This is a history of OpenURL, followed by a summary of its capabilities, and a discussion of the extent to which it can address the requirements of the learning content federations being supported by the FRED project.
Open URL in libraries
Rather than giving an historically accurate account of OpenURL, we will couch the entire discussion in terms of identifiers, since that has been the main framework for FRED to deal with object retrieval.
Say you're browsing a Nature article in an online repository. The Nature article includes in its bibliography a reference to a paper in Science. As Elsevier (or whoever publishes Nature), you would like to provide a hyperlink from Nature to the Science paper.
Now, by 1998 this problem was already solved: you could link to the DOI of the Science paper:
* <a href="doi:10.234/3478"> Stalin, J.V. 1953. On Marxism and Linguistics.

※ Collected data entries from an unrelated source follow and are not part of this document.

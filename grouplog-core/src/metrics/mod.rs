//! Metrics for group state transitions
//!
//! Recorded through the `metrics` facade; the library installs no exporter.

use metrics::{counter, describe_counter, describe_histogram, histogram};
use std::time::Instant;

pub const MODIFY_APPLIED: &str = "group.modify.applied";
pub const MODIFY_CONFLICT: &str = "group.modify.conflict";
pub const MODIFY_REJECTED: &str = "group.modify.rejected";
pub const MODIFY_DURATION_MS: &str = "group.modify.duration_ms";
pub const GROUPS_CONSTRUCTED: &str = "group.constructed";

/// Initialize metrics with descriptions
pub fn init_metrics() {
    describe_counter!(MODIFY_APPLIED, "Number of committed group changes");
    describe_counter!(
        MODIFY_CONFLICT,
        "Number of modify calls rejected by the version precondition"
    );
    describe_counter!(
        MODIFY_REJECTED,
        "Number of modify calls aborted by an error, labelled by kind"
    );
    describe_histogram!(MODIFY_DURATION_MS, "Group modify duration in milliseconds");
    describe_counter!(GROUPS_CONSTRUCTED, "Number of groups constructed");
}

/// Record a counter metric
pub fn record_counter(name: &'static str, value: u64) {
    counter!(name).increment(value);
}

/// Record a rejected modify call
pub fn record_rejection(kind: &'static str) {
    counter!(MODIFY_REJECTED, "kind" => kind).increment(1);
}

/// Timer for measuring operation duration
pub struct Timer {
    name: &'static str,
    start: Instant,
}

impl Timer {
    pub fn new(name: &'static str) -> Self {
        Self { name, start: Instant::now() }
    }

    /// Stop the timer and record the duration
    pub fn stop(self) {
        let duration = self.start.elapsed();
        histogram!(self.name).record(duration.as_secs_f64() * 1000.0);
    }
}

Science 43: 856-899. </a>
That DOI, 10.234/3478, provides an identifier for Stalin's paper; it's persistent, it's registered, and it's resolvable.
The catch is, where that DOI resolves to. By default, it takes you to Elsevier's homepage, with maybe some metadata about "Marxism and Linguistics", and an invitation to buy the PDF for $4000.
Now that's no good. If I'm at Melbourne Uni, I want the URL to point to the Melbourne Uni Library copy of the paper (if available). I don't want to be sent off to Elsevier.
So we can add the Melbourne Uni PDF URL to the Handle record for 10.234/3478, right?
Well, no, because there are two problems:
- Every university under the sun will want to put their local URLs, once they've licenced the content, into 10.234/3478 ; that Elsevier Handle is going to be nightmarish to maintain, and Elsevier is not about to turn the Handle record over for updating by 4000 institutions anyway.
- Every university wants the DOI to resolve to their own copy of the PDF, not someone else's. Which means someone has to create a smarter Handle server, to pick the URL specific to a particular university; and not --- as now happens --- a random URL.
Now, the link is not actually a doi:10.234/3478 link at all. It is a http://hdl.handle.net/10.234/3478. So I'm saying that instead of http://hdl.handle.net/10.234.3478 always resolving to http://elsevier.com/mucho-dinero/10.234/3478, I want it to resolve to http://lib.unimelb.edu.au/nature/nature3478.pdf if I'm at Melbourne Uni, to http://lib.monash.edu.au/pubs/10/234/nature3478.pdf if I'm at Monash, etc.
But Elsevier want to create only one link, for all instances of the PDF it sends out to universities. They shouldn't be handcrafting different URLs for different customers. They should just link to something that looks like http://hdl.handle.net/10.234/3478.
What we want is an appropriate copy service. This service is given an identifier, and resolves to your instance of the identified resource. http://hdl.handle.net can't do that.
Van de Stompel's solution was simple. Way too simple in fact. Each university knows what the URL its DOI resolves to is, right? Well, don't insert a full URL into the PDF at Elsevier at all. Instead:
- At Elsevier's side (when the content is produced), insert as your hyperlink a URL query for the identified resource --- but leave the server blank: http://________/?id=10.234%3F3478.
- At the university, you have a server which maps DOIs to local URLs. It is an appropriate copy server; e.g. http://openurl.unimelb.edu.au.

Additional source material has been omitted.